As technology is advancing, your business is collecting more and more data from different sources. After collecting so many data points, it is often challenging to find the right insights to help your business grow. Dashboards are great at visualizing your data, based upon how you built them, but not always great at finding hidden insights such as anomalies or outliers from your data. They help people find data, but not data finding people. As your data collection scales, you have to change from the former to later to avoid scaling head count. Your business may not have the time or resources to see more than high-level trends, or may only gain deep insights from a small subset of data.

These limitations can hinder your ability to make informed business decisions. Amazon QuickSight has built-in, machine learning (ML)-powered anomaly detection, which can help you save time and resources on ML model building, training, hyperparameter tuning, inferencing, and deployment tasks. You also get deep insights from millions of metrics and billions of data points at scale.

This post walks you through how to use ML Insights to create helpful visualizations and forecasts. The walkthrough uses the following AWS services:

  • Amazon QuickSight to build the ML insights and visualization
  • Amazon Athena to query the Amazon QuickSight dataset for manual data analysis.
  • AWS Glue to crawl the dataset and prepare metadata without loading it into a d This reduces the cost of running an expensive database; you can store and run visuals from raw data files stored in an inexpensive, highly scalable, and durable S3 bucket.
  • Amazon S3 to store the data source.

Preparing your dataset

To get started, you need to collect, clean, and prepare your datasets for Amazon QuickSight. This post uses Amazon S3 as the data source, but you can use any Quicksight supported data sources we have like Redshift, Athena, RDS, Aurora, MySQL, Postgres, MariaDB and more to query and build your visualization. This post uses three datasets:

The visualizations in this post are from after cleaning the data, changing the data type, and filtering the data to reflect the dimensions required for the given use case.

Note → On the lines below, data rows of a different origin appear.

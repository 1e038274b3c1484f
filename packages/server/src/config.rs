use std::path::PathBuf;

use config::builder::DefaultState;
use config::{Config, ConfigBuilder, ConfigError, Environment, File};
use serde::Deserialize;

/// Origins the web and mobile front ends are served from.
const DEFAULT_ALLOW_ORIGINS: &[&str] = &[
    "https://reconnect-navy.vercel.app",
    "http://localhost:4200",
    "http://localhost:8100",
    "http://localhost:3000",
];

#[derive(Debug, Deserialize, Clone)]
pub struct CorsConfig {
    pub allow_origins: Vec<String>,
    pub max_age: u64,
}

#[derive(Debug, Deserialize, Clone)]
pub struct ServerConfig {
    pub host: String,
    pub port: u16,
    pub cors: CorsConfig,
}

#[derive(Debug, Deserialize, Clone)]
pub struct DatabaseConfig {
    pub url: String,
    pub max_connections: u32,
}

#[derive(Debug, Deserialize, Clone)]
pub struct AuthConfig {
    pub jwt_secret: String,
    pub token_ttl_hours: i64,
}

#[derive(Debug, Deserialize, Clone)]
pub struct UploadConfig {
    /// Directory uploaded images are written to.
    pub dir: String,
    /// Largest accepted image, in bytes.
    pub max_size: u64,
}

impl UploadConfig {
    pub fn base_path(&self) -> PathBuf {
        PathBuf::from(&self.dir)
    }

    /// Prefix of the relative paths returned to clients, e.g. `/uploads`.
    pub fn public_prefix(&self) -> String {
        let dir = self.dir.trim_start_matches("./").trim_matches('/');
        format!("/{dir}")
    }
}

#[derive(Debug, Deserialize, Clone)]
pub struct AppConfig {
    pub server: ServerConfig,
    pub database: DatabaseConfig,
    pub auth: AuthConfig,
    pub upload: UploadConfig,
}

impl AppConfig {
    pub fn load() -> Result<Self, ConfigError> {
        let s = Self::defaults()?
            // Load from config/config.toml
            .add_source(File::with_name("config/config").required(false))
            // Override from environment (e.g., RECONNECT__AUTH__JWT_SECRET)
            .add_source(
                Environment::with_prefix("RECONNECT")
                    .separator("__")
                    .list_separator(",")
                    .with_list_parse_key("server.cors.allow_origins")
                    .try_parsing(true),
            )
            .build()?;

        s.try_deserialize()
    }

    fn defaults() -> Result<ConfigBuilder<DefaultState>, ConfigError> {
        Config::builder()
            .set_default("server.host", "127.0.0.1")?
            .set_default("server.port", 8080)?
            .set_default("server.cors.allow_origins", DEFAULT_ALLOW_ORIGINS.to_vec())?
            .set_default("server.cors.max_age", 3600)?
            .set_default("database.max_connections", 20)?
            .set_default("auth.token_ttl_hours", 24)?
            .set_default("upload.dir", "uploads/")?
            .set_default("upload.max_size", 10 * 1024 * 1024)
    }
}
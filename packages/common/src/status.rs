#[cfg(feature = "sea-orm")]
use sea_orm::prelude::StringLen;

use serde::{Deserialize, Serialize};
use std::fmt;
use std::str::FromStr;

use crate::ParseEnumError;

/// Generates `ALL`, `as_str`, `Display` and a case-insensitive `FromStr`
/// for a fieldless enum whose wire form is the given string.
macro_rules! string_enum {
    ($ty:ident, $label:literal, { $($variant:ident => $text:literal),+ $(,)? }) => {
        impl $ty {
            pub const ALL: &'static [$ty] = &[$(Self::$variant),+];

            pub fn as_str(&self) -> &'static str {
                match self {
                    $(Self::$variant => $text),+
                }
            }
        }

        impl fmt::Display for $ty {
            fn fmt(&self, f: &mut fmt::Formatter<'_>) -> fmt::Result {
                f.write_str(self.as_str())
            }
        }

        impl FromStr for $ty {
            type Err = ParseEnumError;

            fn from_str(s: &str) -> Result<Self, Self::Err> {
                Self::ALL
                    .iter()
                    .find(|v| v.as_str().eq_ignore_ascii_case(s.trim()))
                    .copied()
                    .ok_or_else(|| ParseEnumError::new($label, s, Self::ALL.iter().map(|v| v.as_str())))
            }
        }
    };
}

/// Lifecycle state of an institution (tenant).
#[derive(Clone, Copy, Debug, Default, PartialEq, Eq, Hash, Serialize, Deserialize, utoipa::ToSchema)]
#[cfg_attr(
    feature = "sea-orm",
    derive(sea_orm::DeriveActiveEnum, sea_orm::EnumIter),
    sea_orm(rs_type = "String", db_type = "String(StringLen::None)")
)]
#[serde(rename_all = "SCREAMING_SNAKE_CASE")]
pub enum InstitutionStatus {
    #[default]
    #[cfg_attr(feature = "sea-orm", sea_orm(string_value = "ACTIVE"))]
    Active,
    #[cfg_attr(feature = "sea-orm", sea_orm(string_value = "INACTIVE"))]
    Inactive,
    /// Signed up, awaiting approval by a platform admin.
    #[cfg_attr(feature = "sea-orm", sea_orm(string_value = "PENDING"))]
    Pending,
}

string_enum!(InstitutionStatus, "institution status", {
    Active => "ACTIVE",
    Inactive => "INACTIVE",
    Pending => "PENDING",
});

/// Publication state of an institution course.
#[derive(Clone, Copy, Debug, Default, PartialEq, Eq, Hash, Serialize, Deserialize, utoipa::ToSchema)]
#[cfg_attr(
    feature = "sea-orm",
    derive(sea_orm::DeriveActiveEnum, sea_orm::EnumIter),
    sea_orm(rs_type = "String", db_type = "String(StringLen::None)")
)]
#[serde(rename_all = "SCREAMING_SNAKE_CASE")]
pub enum CourseStatus {
    #[default]
    #[cfg_attr(feature = "sea-orm", sea_orm(string_value = "DRAFT"))]
    Draft,
    #[cfg_attr(feature = "sea-orm", sea_orm(string_value = "ACTIVE"))]
    Active,
    #[cfg_attr(feature = "sea-orm", sea_orm(string_value = "ARCHIVED"))]
    Archived,
}

string_enum!(CourseStatus, "course status", {
    Draft => "DRAFT",
    Active => "ACTIVE",
    Archived => "ARCHIVED",
});

/// State of a challenge.
#[derive(Clone, Copy, Debug, Default, PartialEq, Eq, Hash, Serialize, Deserialize, utoipa::ToSchema)]
#[cfg_attr(
    feature = "sea-orm",
    derive(sea_orm::DeriveActiveEnum, sea_orm::EnumIter),
    sea_orm(rs_type = "String", db_type = "String(StringLen::None)")
)]
#[serde(rename_all = "SCREAMING_SNAKE_CASE")]
pub enum ChallengeStatus {
    #[default]
    #[cfg_attr(feature = "sea-orm", sea_orm(string_value = "ACTIVE"))]
    Active,
    #[cfg_attr(feature = "sea-orm", sea_orm(string_value = "INACTIVE"))]
    Inactive,
    #[cfg_attr(feature = "sea-orm", sea_orm(string_value = "COMPLETED"))]
    Completed,
}

string_enum!(ChallengeStatus, "challenge status", {
    Active => "ACTIVE",
    Inactive => "INACTIVE",
    Completed => "COMPLETED",
});

/// Category of a challenge.
#[derive(Clone, Copy, Debug, PartialEq, Eq, Hash, Serialize, Deserialize, utoipa::ToSchema)]
#[cfg_attr(
    feature = "sea-orm",
    derive(sea_orm::DeriveActiveEnum, sea_orm::EnumIter),
    sea_orm(rs_type = "String", db_type = "String(StringLen::None)")
)]
#[serde(rename_all = "SCREAMING_SNAKE_CASE")]
pub enum ChallengeType {
    #[cfg_attr(feature = "sea-orm", sea_orm(string_value = "PHYSICAL"))]
    Physical,
    #[cfg_attr(feature = "sea-orm", sea_orm(string_value = "INTELLECTUAL"))]
    Intellectual,
    #[cfg_attr(feature = "sea-orm", sea_orm(string_value = "SOCIAL"))]
    Social,
    #[cfg_attr(feature = "sea-orm", sea_orm(string_value = "CREATIVE"))]
    Creative,
    #[cfg_attr(feature = "sea-orm", sea_orm(string_value = "ENVIRONMENTAL"))]
    Environmental,
}

string_enum!(ChallengeType, "challenge type", {
    Physical => "PHYSICAL",
    Intellectual => "INTELLECTUAL",
    Social => "SOCIAL",
    Creative => "CREATIVE",
    Environmental => "ENVIRONMENTAL",
});
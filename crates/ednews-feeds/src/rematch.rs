//! Clear DOIs that do not belong to a source's publication and let the
//! Crossref postprocessor find them again.

use std::sync::Arc;

use ednews_crossref::doi_matches_publication;
use ednews_db::{clear_item_dois, list_items_for_feed, remove_orphan_articles, ItemRow};
use serde::Serialize;
use sqlx::SqlitePool;

use crate::error::FeedError;
use crate::fetch::{post_context, FetchOptions, POST_ROW_LIMIT};
use crate::processor::DbPostprocessor;
use crate::registry::ResolvedSource;

#[derive(Debug, Clone, Copy, Default)]
pub struct RematchOptions {
    /// Report what would be cleared without writing anything.
    pub dry_run: bool,
    /// Offer only items left without a DOI to the postprocessor, and skip
    /// sources where nothing was cleared.
    pub only_wrong: bool,
    /// Delete the source's articles that no item links to afterwards.
    pub remove_orphans: bool,
}

#[derive(Debug, Clone, Default, Serialize)]
pub struct SourceRematch {
    pub source_key: String,
    pub publication_id: Option<String>,
    /// Items whose DOI does not belong to the publication.
    pub would_clear: usize,
    pub cleared: u64,
    pub enriched: usize,
    pub removed_orphans: u64,
    pub error: Option<String>,
}

#[derive(Debug, Clone, Default, Serialize)]
pub struct RematchReport {
    pub sources: Vec<SourceRematch>,
    pub total_cleared: u64,
    pub total_enriched: usize,
    pub removed_orphan_articles: u64,
    pub failed: usize,
}

/// A stored DOI that the source's publication does not claim. Without a
/// publication every stored DOI is suspect.
fn mismatched(row: &ItemRow, publication_id: Option<&str>) -> bool {
    let Some(doi) = row.doi.as_deref().map(str::trim).filter(|d| !d.is_empty()) else {
        return false;
    };
    publication_id.is_none_or(|p| !doi_matches_publication(doi, p))
}

async fn rematch_source(
    pool: &SqlitePool,
    resolved: &ResolvedSource,
    enricher: &dyn DbPostprocessor,
    options: RematchOptions,
    fetch_options: &FetchOptions,
    out: &mut SourceRematch,
) -> Result<(), FeedError> {
    let key = resolved.source.key.as_str();
    let rows = list_items_for_feed(pool, key, POST_ROW_LIMIT).await?;
    let wrong: Vec<i64> = rows
        .iter()
        .filter(|r| mismatched(r, out.publication_id.as_deref()))
        .map(|r| r.id)
        .collect();
    out.would_clear = wrong.len();
    if options.dry_run || (options.only_wrong && wrong.is_empty()) {
        return Ok(());
    }

    out.cleared = clear_item_dois(pool, key, &wrong).await?;

    let mut rows = list_items_for_feed(pool, key, POST_ROW_LIMIT).await?;
    if options.only_wrong {
        rows.retain(|r| r.doi.as_deref().is_none_or(str::is_empty));
    }
    out.enriched = enricher.run(pool, &rows, &post_context(resolved, fetch_options)).await?;

    if options.remove_orphans {
        out.removed_orphans = remove_orphan_articles(pool, key).await?;
    }
    Ok(())
}

/// Re-derive DOIs for every source in `sources`.
///
/// A failing source is recorded on its entry and does not stop the others.
pub async fn run_rematch(
    pool: &SqlitePool,
    sources: &[ResolvedSource],
    enricher: &Arc<dyn DbPostprocessor>,
    options: RematchOptions,
    fetch_options: &FetchOptions,
) -> RematchReport {
    let mut report = RematchReport::default();
    for resolved in sources {
        let mut out = SourceRematch {
            source_key: resolved.source.key.clone(),
            publication_id: resolved
                .source
                .publication_id
                .as_deref()
                .map(str::trim)
                .filter(|p| !p.is_empty())
                .map(str::to_owned),
            ..SourceRematch::default()
        };
        if let Err(e) = rematch_source(pool, resolved, enricher.as_ref(), options, fetch_options, &mut out).await {
            tracing::warn!(source = %out.source_key, error = %e, "rematch failed");
            out.error = Some(e.to_string());
            report.failed += 1;
        }
        tracing::info!(
            source = %out.source_key,
            would_clear = out.would_clear,
            cleared = out.cleared,
            enriched = out.enriched,
            dry_run = options.dry_run,
            "rematch done"
        );
        report.total_cleared += out.cleared;
        report.total_enriched += out.enriched;
        report.removed_orphan_articles += out.removed_orphans;
        report.sources.push(out);
    }
    report
}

To prepare your supermarket sales dataset, complete the following steps:

  1. On the AWS S3 console create S3 bucket by selecting Create bucket.
  2. For Bucket name provide a suitable name and select region where you want to build your visualization and select Create Bucket.
  3. Download the public data set on your local machine.
  4. Select the S3 bucket and choose Upload, navigate to the downloaded dataset file in your local machine.
  5. Select the dataset file and choose Upload.
  6. On the AWS Glue console, create a crawler that runs on a CSV file to prepare the metadata.
  7. For Crawler name, enter a name for your crawler; for example, sales-data.
  8. Choose Next.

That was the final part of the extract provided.